CHRISTIANITY provides a blueprint for social improvement, the Labour Leader of the Opposition, Sir Keir Starmer, has said.
Writing in this issue of the Church Times, he says: “For all the loss and difficulty, we should not let this year be defined by pain. Throughout this pandemic, we have also seen the best of humanity.”
He goes on to note that, during the pandemic, “religious institutions and local communities have banded together for the common good, showing us the very best of Britain”. This has been evident in donations to foodbanks, delivering food to neighbours, and contacting the self-isolated via phone.
Sir Keir argues that “the best of British values” that have surfaced in the response to the pandemic “are also the best of Christian values”.
He continues: “The Christian community has always been at the forefront of social activism, seeking justice and speaking truth to power.
“As we move towards 2021, we must look to these fundamental lessons of Christianity as a blueprint to build a better society for everyone.”

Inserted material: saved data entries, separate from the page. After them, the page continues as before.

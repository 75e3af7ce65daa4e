use std::error::Error;
use std::f64::consts::PI;

use num_complex::Complex;

pub type DynError = Box<dyn Error + Send + Sync>;

/// Channel count above which the per-channel solves switch to the Rayon
/// data-parallel path. Results are identical to the scalar path.
pub const PARALLEL_CHANNEL_THRESHOLD: usize = 2048;

/// 位相を [0, 2π) に折り返す。
pub fn wrap_phase(phase_rad: f64) -> f64 {
    let wrapped = phase_rad.rem_euclid(2.0 * PI);
    if wrapped >= 2.0 * PI {
        0.0
    } else {
        wrapped
    }
}

pub fn unwrap_phase(phase: &[f64]) -> Vec<f64> {
    let mut unwrapped = Vec::with_capacity(phase.len());
    if let Some(&first) = phase.first() {
        unwrapped.push(first);
        let mut offset = 0.0;
        for i in 1..phase.len() {
            let diff = phase[i] - phase[i - 1];
            if diff > PI {
                offset -= 2.0 * PI;
            } else if diff < -PI {
                offset += 2.0 * PI;
            }
            unwrapped.push(phase[i] + offset);
        }
    }
    unwrapped
}

pub fn safe_arg(z: &Complex<f64>) -> f64 {
    if z.re == 0.0 && z.im == 0.0 {
        0.0
    } else {
        z.arg()
    }
}

/// Normalized Gram determinant of a two-column complex design matrix:
/// det(AᴴA) / (‖a₁‖²·‖a₂‖²), in [0, 1]. 1 means orthogonal columns,
/// 0 means collinear (or an empty column). `norm1`/`norm2` are the squared
/// column norms, `off` is the off-diagonal Gram entry (AᴴA)₁₂.
pub fn gram_conditioning(norm1: f64, norm2: f64, off: Complex<f64>) -> f64 {
    if norm1 <= 0.0 || norm2 <= 0.0 {
        return 0.0;
    }
    let det = norm1 * norm2 - off.norm_sqr();
    (det / (norm1 * norm2)).max(0.0)
}

/// Solve the 2×2 Hermitian system [[n1, m], [conj(m), n2]]·x = (r1, r2).
/// The caller must check `gram_conditioning` first; a singular system here
/// produces non-finite output, never a panic.
pub fn solve_hermitian2(
    n1: f64,
    n2: f64,
    m: Complex<f64>,
    r1: Complex<f64>,
    r2: Complex<f64>,
) -> (Complex<f64>, Complex<f64>) {
    let det = n1 * n2 - m.norm_sqr();
    let x1 = (r1 * n2 - m * r2) / det;
    let x2 = (r2 * n1 - m.conj() * r1) / det;
    (x1, x2)
}

/// Least-squares line fit y = slope·x + intercept.
/// Returns None when the abscissa carries no spread.
pub fn fit_line(xs: &[f64], ys: &[f64]) -> Option<(f64, f64)> {
    if xs.len() != ys.len() || xs.len() < 2 {
        return None;
    }
    let n = xs.len() as f64;
    let sum_x: f64 = xs.iter().sum();
    let sum_y: f64 = ys.iter().sum();
    let sum_xy: f64 = xs.iter().zip(ys).map(|(&x, &y)| x * y).sum();
    let sum_x2: f64 = xs.iter().map(|&x| x * x).sum();
    let denominator = n * sum_x2 - sum_x * sum_x;
    if denominator.abs() <= 1e-9 {
        return None;
    }
    let slope = (n * sum_xy - sum_x * sum_y) / denominator;
    let intercept = (sum_y - slope * sum_x) / n;
    Some((slope, intercept))
}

In the article, Sir Keir also praises frontline workers, including NHS staff and scientists who have developed Covid-19 vaccines.
When he was elected Labour leader in April, Sir Keir pledged to draw on Christians in the Labour Party (News, 9 April).
His predecessor, Jeremy Corbyn, spoke openly about the influence of Christianity on Labour. Writing in the Church Times before the General Election last December, he said that the party’s values aligned with Matthew 25, which taught “that we are judged by how we treat the most vulnerable people among us” (News, Comment 6 December 2019).